North Dakota’s Congressional delegation listened to thousands of electric cooperative stakeholders as they fought tirelessly to add important legislation to the 2020 spending bill. The bill, which was recently signed into law, included a provision known as the RURAL Act, which solved an existential issue for electric co-ops and America’s rural communities.
Electric co-ops work to secure government resources to help pay for numerous activities that benefit the communities they serve. These include grants for storm recovery and economic development.
Every electric utility is one natural disaster away from suffering significant damage to its poles, wires and electrical infrastructure. In North Dakota, we have seen the crippling impact the combination of wind, ice and snow can wreak on even the most sturdy and well maintained of systems. Large scale weather events happen and are out of anyone’s control. When these disasters occur, North Dakota’s electric cooperatives rely on help from a network of neighboring line crews, equipment providers and contractors, as well as the assistance and financial support of the Federal Emergency Management Agency (FEMA) to restore power as safely and efficiently as possible.

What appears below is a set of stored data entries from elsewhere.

//! System prompt for the assistant.

use serde::Serialize;

use crate::assistant::extract::UPDATE_FENCE;
use crate::profile::Profile;

/// Build the instruction template sent as the system prompt on every turn.
///
/// Embeds the profile data the model may read and update, the behavioral
/// rules, and how to request a profile update.
pub fn assistant_system_prompt(profile: &Profile) -> String {
    format!(
        "\
You are AURA - an advanced, proactive home AI assistant. You are warm, witty, competent, and always one step ahead.

USER PROFILE:
Name: {name}
Shopping List: {shopping}
Tasks: {tasks}
Calendar: {calendar}
Preferences: {preferences}
Smart Home: {smart_home}

CAPABILITIES:
- Perfect memory of user preferences and history
- Proactive suggestions (recipes, reminders, smart home automation)
- Smart home control (lights, thermostat, locks, etc.)
- Real-time web search for current info
- Natural, conversational responses

INSTRUCTIONS:
- Be proactive: suggest things before being asked
- Update user data when they mention new preferences, list items, or events
- Use tables for lists and comparisons
- Offer 2-3 options when suggesting anything
- End with \"Anything else I can help with right now?\" unless continuing a conversation

UPDATING USER DATA:
To change the user's data, append exactly one fenced block at the end of your reply:
```{fence}
{{\"action\":\"update\",\"data\":{{...}}}}
```
`data` holds top-level profile fields only: name, preferences, lists, calendar, smartHome. \
Each field you include REPLACES the stored value entirely, so always send the complete new value \
(for example the whole `lists` object with both `shopping` and `tasks`). The user will not see this block.

Respond naturally and helpfully. Never say \"I can't\" - find creative solutions.",
        name = profile.name,
        shopping = to_json(&profile.lists.shopping),
        tasks = to_json(&profile.lists.tasks),
        calendar = to_json(&profile.calendar),
        preferences = to_json(&profile.preferences),
        smart_home = to_json(&profile.smart_home),
        fence = UPDATE_FENCE,
    )
}

fn to_json<T: Serialize>(value: &T) -> String {
    serde_json::to_string(value).unwrap_or_else(|_| "null".to_string())
}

In order to maintain their tax-exempt status, co-ops can receive no more than 15 percent of their income from non-member sources. Historically, government grants to co-ops were counted as contributions to capital, but due to a glitch in the 2017 tax law, government grants were reclassified as income, pushing some co-ops beyond the 15 percent threshold and jeopardizing their tax-exempt status.

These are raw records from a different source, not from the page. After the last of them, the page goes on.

//! libSQL backend: durable `KeyValueStore` implementation.
//!
//! Supports local file and in-memory databases.

use std::path::Path;

use async_trait::async_trait;
use chrono::Utc;
use libsql::{Connection, Database as LibSqlDatabase, params};
use tracing::info;

use crate::error::StoreError;
use crate::store::migrations;
use crate::store::traits::KeyValueStore;

/// libSQL-backed key-value store.
///
/// Stores a single connection that is reused for all operations.
pub struct LibSqlStore {
    /// Owns the database the connection was opened from.
    _db: LibSqlDatabase,
    conn: Connection,
}

impl LibSqlStore {
    /// Open (or create) a local database file and run migrations.
    pub async fn new_local(path: &Path) -> Result<Self, StoreError> {
        if let Some(parent) = path.parent()
            && !parent.as_os_str().is_empty()
        {
            std::fs::create_dir_all(parent).map_err(|e| {
                StoreError::Open(format!("Failed to create database directory: {e}"))
            })?;
        }

        let db = libsql::Builder::new_local(path)
            .build()
            .await
            .map_err(|e| StoreError::Open(format!("Failed to open libSQL database: {e}")))?;

        let store = Self::from_database(db)?;
        migrations::run_migrations(&store.conn).await?;
        info!(path = %path.display(), "Store opened");
        Ok(store)
    }

    /// Create an in-memory database (for tests).
    pub async fn new_memory() -> Result<Self, StoreError> {
        let db = libsql::Builder::new_local(":memory:")
            .build()
            .await
            .map_err(|e| StoreError::Open(format!("Failed to create in-memory database: {e}")))?;

        let store = Self::from_database(db)?;
        migrations::run_migrations(&store.conn).await?;
        Ok(store)
    }

    fn from_database(db: LibSqlDatabase) -> Result<Self, StoreError> {
        let conn = db
            .connect()
            .map_err(|e| StoreError::Open(format!("Failed to create connection: {e}")))?;
        Ok(Self { _db: db, conn })
    }
}

#[async_trait]
impl KeyValueStore for LibSqlStore {
    async fn get(&self, key: &str) -> Result<Option<String>, StoreError> {
        let mut rows = self
            .conn
            .query("SELECT value FROM kv_store WHERE key = ?1", params![key])
            .await
            .map_err(|e| StoreError::Query(format!("get: {e}")))?;

        match rows.next().await {
            Ok(Some(row)) => {
                let value: String = row
                    .get(0)
                    .map_err(|e| StoreError::Query(format!("get: {e}")))?;
                Ok(Some(value))
            }
            Ok(None) => Ok(None),
            Err(e) => Err(StoreError::Query(format!("get: {e}"))),
        }
    }

    async fn set(&self, key: &str, value: &str) -> Result<(), StoreError> {
        let now = Utc::now().to_rfc3339();
        self.conn
            .execute(
                "INSERT INTO kv_store (key, value, updated_at) VALUES (?1, ?2, ?3)
                 ON CONFLICT (key) DO UPDATE SET value = ?2, updated_at = ?3",
                params![key, value, now],
            )
            .await
            .map_err(|e| StoreError::Query(format!("set: {e}")))?;
        Ok(())
    }

    async fn delete(&self, key: &str) -> Result<bool, StoreError> {
        let count = self
            .conn
            .execute("DELETE FROM kv_store WHERE key = ?1", params![key])
            .await
            .map_err(|e| StoreError::Query(format!("delete: {e}")))?;
        Ok(count > 0)
    }
}

#[cfg(test)]
mod tests {
    use super::*;
    use tempfile::TempDir;

    #[tokio::test]
    async fn kv_crud() {
        let store = LibSqlStore::new_memory().await.unwrap();

        assert!(store.get("aura-user-data").await.unwrap().is_none());

        store.set("aura-user-data", r#"{"name":"Lucy"}"#).await.unwrap();
        assert_eq!(
            store.get("aura-user-data").await.unwrap().as_deref(),
            Some(r#"{"name":"Lucy"}"#)
        );

        // Upsert
        store.set("aura-user-data", r#"{"name":"Ana"}"#).await.unwrap();
        assert_eq!(
            store.get("aura-user-data").await.unwrap().as_deref(),
            Some(r#"{"name":"Ana"}"#)
        );

        assert!(store.delete("aura-user-data").await.unwrap());
        assert!(store.get("aura-user-data").await.unwrap().is_none());
        assert!(!store.delete("aura-user-data").await.unwrap());
    }

    #[tokio::test]
    async fn keys_are_isolated() {
        let store = LibSqlStore::new_memory().await.unwrap();
        store.set("a", "1").await.unwrap();
        store.set("b", "2").await.unwrap();
        assert_eq!(store.get("a").await.unwrap().as_deref(), Some("1"));
        assert_eq!(store.get("b").await.unwrap().as_deref(), Some("2"));
    }

    #[tokio::test]
    async fn value_survives_reopen() {
        let dir = TempDir::new().unwrap();
        let path = dir.path().join("nested").join("aura.db");

        {
            let store = LibSqlStore::new_local(&path).await.unwrap();
            store.set("aura-user-data", "{\"x\":1}").await.unwrap();
        }

        let reopened = LibSqlStore::new_local(&path).await.unwrap();
        assert_eq!(
            reopened.get("aura-user-data").await.unwrap().as_deref(),
            Some("{\"x\":1}")
        );
    }
}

This tax problem left co-ops with an unfair choice. Do they take the money they need to turn the lights back on for their members as quickly as possible after a disaster? Or, do they turn down those grants to avoid spending their members’ money paying, unintended taxes rather than improving service?
Thanks to Congress, electric co-ops across North Dakota don’t have to make those trade-offs. This is good news for both co-ops and their members, because some co-ops would have had to raise their electric rates to pay new taxes.
North Dakota’s electric cooperatives are extremely grateful to Senators Hoeven and Cramer and Congressman Armstrong for their support of the RURAL Act. In standing up for North Dakota’s local communities, they proved that Congress still works for the people. Notably, the legislation drew the bipartisan support of more than 300 lawmakers in the House and more than half of the Senate before it was passed. That’s a rarity in Washington these days.
In today’s fast-paced society, pausing to give thanks is done with increasing rarity. That’s unfortunate. Thank you, Senators Hoeven and Cramer and Congressman Armstrong, for working with us to solve this problem and looking out for rural communities across North Dakota.
Executive Vice President and General Manager
North Dakota Association of Rural Electric Cooperatives
Over the past couple months there has been much talk about a community center. We feel it’s important to get in touch with the community about progress toward this goal and recent developments at this time. Rugby First is a local non-profit that was created to search for ways to bring amenities and attractions to Rugby. In the short term we want to support other organizations and groups in pursuit of the same goal. In the long term, our goal is to build and maintain a community center in Rugby for use by the entire community and region. It’s this long-term plan to build a community center that finds us named as one of many defendants in a recently filed lawsuit.
We were lucky enough to find partners in town that shared vision and thought the plan worth pursuing. Throughout 2019 discussions continued and eventually Gary and Helen Laughridge decided to donate a piece of land that they owned to Rugby First. They understood the challenge of trying to fundraise and grant write for a community center when we had nowhere to put it, and no money to buy land or a building. Laughridge’s had previously donated land for the walking path in town. Gary & Helen hoped that their donation would be the first big step toward putting a plan in place to reach our long-term goal. Their donation to Rugby First was completed in December.
Rugby First is in the very beginning stages of organizing itself, we just took possession of the land this month. Over the next years we will be reaching out to the community about the possibilities of the area, the needs and wants of existing organizations, and fundraising to support our efforts. Rugby First hopes to fund this project with private funding and has not requested, nor plans at this time, to request tax dollars from any entity. Rugby First is not affiliated with any city, county or other government entity.
Currently Rugby First’s plans are on hold as we sort out the challenges of this lawsuit. We remain committed to our community, our long-term goal of a community center for all to use and honoring the generous donation of the Laughridge’s and their dream of another place for families and children to play and grow year-round. We are hopeful we can find a solution to bring this project to life. We remain dedicated to meeting our challenges head on and working with anyone who expresses concerns.